И вновь случилась пауза, опять командующий задумался. Родион Мефодиевич помолчал, но молчание так затянулось, что даже он — далеко не болтун — напрягся и вспомнил несколько флотских коротеньких историй, вроде анекдотов…
— Да, да, что-то такое помню, — рассеянно ответил командующий, даже не улыбнувшись, так далеки были его мысли от воспоминаний той поры. — Еще выпьете? Или чай?
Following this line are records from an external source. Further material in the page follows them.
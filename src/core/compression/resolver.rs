// Choosing an archive adapter for an existing file

use std::sync::Arc;

use log::debug;

use crate::core::compression::common::{base_name, ArchiveAdapter, ArchiveKind, TarCompression};
use crate::core::compression::sevenz_handler::SevenZAdapter;
use crate::core::compression::tar_handler::TarAdapter;
use crate::core::compression::zip_handler::ZipAdapter;
use crate::core::file_ops::FileInformation;
use crate::models::FilterError;

/// Adapter implementing `kind`
pub fn adapter_for(kind: ArchiveKind) -> Arc<dyn ArchiveAdapter> {
    match kind {
        ArchiveKind::Zip => Arc::new(ZipAdapter::new()),
        ArchiveKind::Tar(compression) => Arc::new(TarAdapter::new(compression)),
        ArchiveKind::SevenZ => Arc::new(SevenZAdapter::new()),
    }
}

pub trait ArchiveAdapterResolver: Send + Sync {
    /// Adapter able to read `file`; `UnsupportedArchive` when none fits
    fn resolve(&self, file: &FileInformation) -> Result<Arc<dyn ArchiveAdapter>, FilterError>;
}

/// Resolve by file name
#[derive(Debug, Clone, Copy, Default)]
pub struct FileExtensionArchiveAdapterResolver;

impl FileExtensionArchiveAdapterResolver {
    pub fn new() -> Self {
        Self
    }

    /// Archive kind for a file name, matched case-insensitively
    pub fn kind_for_name(name: &str) -> Result<ArchiveKind, FilterError> {
        let name = base_name(name).to_lowercase();

        // "backuptar.gz" counts as a gzip tarball too
        if name.ends_with("tar.gz") {
            return Ok(ArchiveKind::Tar(TarCompression::Gz));
        }
        if name.ends_with("tar.bz2") {
            return Ok(ArchiveKind::Tar(TarCompression::Bz2));
        }

        let extension = match name.rfind('.') {
            Some(dot) => &name[dot + 1..],
            None => name.as_str(),
        };
        match extension {
            "zip" | "zipx" => Ok(ArchiveKind::Zip),
            "tar" => Ok(ArchiveKind::Tar(TarCompression::None)),
            "tgz" => Ok(ArchiveKind::Tar(TarCompression::Gz)),
            "tbz2" | "tbz" => Ok(ArchiveKind::Tar(TarCompression::Bz2)),
            "7z" => Ok(ArchiveKind::SevenZ),
            other => Err(FilterError::UnsupportedArchive(format!(
                "Cannot handle the filename extension {}",
                other
            ))),
        }
    }
}

impl ArchiveAdapterResolver for FileExtensionArchiveAdapterResolver {
    fn resolve(&self, file: &FileInformation) -> Result<Arc<dyn ArchiveAdapter>, FilterError> {
        let kind = Self::kind_for_name(&file.base_name)?;
        debug!("Resolved {} as {} by extension", file.path.display(), kind);
        Ok(adapter_for(kind))
    }
}

/// Resolve by sniffed content type
#[derive(Debug, Clone, Copy, Default)]
pub struct MimeTypeArchiveAdapterResolver;

impl MimeTypeArchiveAdapterResolver {
    pub fn new() -> Self {
        Self
    }

    pub fn kind_for_mime_type(mime_type: &str) -> Result<ArchiveKind, FilterError> {
        match mime_type {
            "application/zip" => Ok(ArchiveKind::Zip),
            "application/x-tar" => Ok(ArchiveKind::Tar(TarCompression::None)),
            "application/x-7z-compressed" => Ok(ArchiveKind::SevenZ),
            other => Err(FilterError::UnsupportedArchive(format!(
                "Cannot handle the mime type {}",
                other
            ))),
        }
    }
}

impl ArchiveAdapterResolver for MimeTypeArchiveAdapterResolver {
    fn resolve(&self, file: &FileInformation) -> Result<Arc<dyn ArchiveAdapter>, FilterError> {
        let kind = Self::kind_for_mime_type(file.detect_mime_type())?;
        debug!("Resolved {} as {} by content type", file.path.display(), kind);
        Ok(adapter_for(kind))
    }
}

/// Try several resolvers in turn
pub struct AggregateArchiveAdapterResolver {
    resolvers: Vec<Box<dyn ArchiveAdapterResolver>>,
}

impl AggregateArchiveAdapterResolver {
    pub fn new(resolvers: Vec<Box<dyn ArchiveAdapterResolver>>) -> Self {
        Self { resolvers }
    }
}

/// Content type first, then file name
impl Default for AggregateArchiveAdapterResolver {
    fn default() -> Self {
        Self::new(vec![
            Box::new(MimeTypeArchiveAdapterResolver::new()),
            Box::new(FileExtensionArchiveAdapterResolver::new()),
        ])
    }
}

impl ArchiveAdapterResolver for AggregateArchiveAdapterResolver {
    fn resolve(&self, file: &FileInformation) -> Result<Arc<dyn ArchiveAdapter>, FilterError> {
        for resolver in &self.resolvers {
            match resolver.resolve(file) {
                Ok(adapter) => return Ok(adapter),
                Err(e) => debug!("Resolver fell through for {}: {}", file.path.display(), e),
            }
        }
        Err(FilterError::UnsupportedArchive(format!(
            "No matchers were able to resolve the file {}",
            file.path.display()
        )))
    }
}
Позавтракав, они вернулись в кабинет и сели в кожаные кресла друг против друга. Адмирал поставил на столик большую шкатулку с папиросами. Лицо его сделалось напряженным, словно он ждал чего-то крайне неприятного. Но Степанов медлил с тем вопросом, с которым пришел сюда и ради которого так жестоко маялся в Москве.
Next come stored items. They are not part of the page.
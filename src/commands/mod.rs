// Command handlers behind the CLI; errors are reported as strings
pub mod apply;
pub mod archive;
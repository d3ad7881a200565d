use std::fs;
use std::io::{self, Read};
use std::path::Path;

use log::info;

use crate::core::chain::FilterChain;
use crate::core::filter::Filter;
use crate::core::registry::FilterRegistry;
use crate::models::{ChainSpec, FilterError, Value};

/// Run a configured chain over a JSON value
///
/// # Arguments
/// * `chain_path` - Chain specification (JSON)
/// * `input` - JSON document holding the value; stdin when `None`
///
/// # Returns
/// * The filtered value as pretty-printed JSON
pub fn apply_chain(chain_path: &Path, input: Option<&Path>) -> Result<String, String> {
    let spec = ChainSpec::from_path(chain_path)?;
    let chain = FilterChain::from_spec(FilterRegistry::with_defaults(), &spec)?;
    info!("Loaded chain with {} filters from {}", chain.len(), chain_path.display());

    let raw = match input {
        Some(path) => fs::read_to_string(path)
            .map_err(|e| format!("Failed to read input {}: {}", path.display(), e))?,
        None => {
            let mut buffer = String::new();
            io::stdin()
                .read_to_string(&mut buffer)
                .map_err(|e| format!("Failed to read stdin: {}", e))?;
            buffer
        }
    };

    let output = filter_json(&chain, &raw)?;
    Ok(output)
}

/// Parse, filter and re-serialize one JSON document
pub fn filter_json(filter: &dyn Filter, raw: &str) -> Result<String, FilterError> {
    let json: serde_json::Value = serde_json::from_str(raw)
        .map_err(|e| FilterError::InvalidArgument(format!("Input is not valid JSON: {}", e)))?;

    let filtered = filter.filter(Value::from(json))?;

    serde_json::to_string_pretty(&serde_json::Value::from(filtered))
        .map_err(|e| FilterError::Runtime(format!("Failed to serialize result: {}", e)))
}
— Зря мы травимся никотином, — сказал командующий. — Зверствуем над собой. А вам после инфаркта и вовсе предосудительно…
— Да что, разве в курении дело? — тихо ответил Степанов и как бы поближе подошел к «вопросу».
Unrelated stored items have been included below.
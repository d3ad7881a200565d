// Text filters
pub mod encoding;
pub mod entities;
pub mod case;
pub mod html_entities;
pub mod strip_tags;

pub use case::{CaseOptions, StringToLower, StringToUpper, ToStringFilter};
pub use html_entities::{HtmlEntities, HtmlEntitiesOptions, QuoteStyle};
pub use strip_tags::{StripTags, StripTagsOptions};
— В курении! — хмуро возразил адмирал, этим своим возражением словно бы отодвигая «вопрос».
Опять стало совсем тихо. Степанов молча оглядел все великолепие кабинета своего бывшего командующего, портрет генералиссимуса в мундире и в фуражке, занимающий собой весь простенок между двумя огромными зеркальными окнами, бюсты — Макарова с бородой Черномора, Нахимова в простецкой фуражечке, матроса Железнякова, что разогнал Учредилку.
Громадные часы в хрустале и бронзе с соответствующей их величине басовитостью и солидностью отбили два удара, и тогда командующий решительно и твердо сам шагнул к «вопросу» Степанова:
— Ничего не изменилось?
— Ничего.
— Я не ответил вам потому, Родион Мефодиевич, что мне не представилось случая выяснить хоть в общих чертах…
— Мне никто ничего не ответил…
Адмирал слегка развел руками. Теперь на лице его появилось тоскующее выражение. И Степанов понял, что пора уходить, но уйти не смог. И в приступе упрямства решил твердо — не уходить, пока все не выяснит. Что «все» — он не знал, но положил твердо — не уходить!
— Мне никто совсем не ответил, — повторил он грубо. — Не отвечают — хоть кол на голове теши…
Он понимал, что говорить об этом негоже и вовсе, пожалуй, нельзя, но не имел сил сдержаться.
— Не отвечают! — багровея шеей, крикнул он. — Молчат! Почему?
Адмирал ничего не ответил. «И здесь не отвечают», — подумал было Родион Мефодиевич, раскурил папиросу, чтобы успокоиться, и поглядел, как смотрит в сторону, не желая с ним встречаться взглядом, его бывший командующий. Тоскующее выражение страдания на лице адмирала не смягчило сердце Степанова, он все-таки сказал то, что хотел сказать:
— Потом соображать стал, что меня боятся. Вдруг, дескать, этого настырного черта заберут и обнаружатся у него мои письма. Своя рубашка ближе к телу. Я сам по себе, а Степанов сам по себе…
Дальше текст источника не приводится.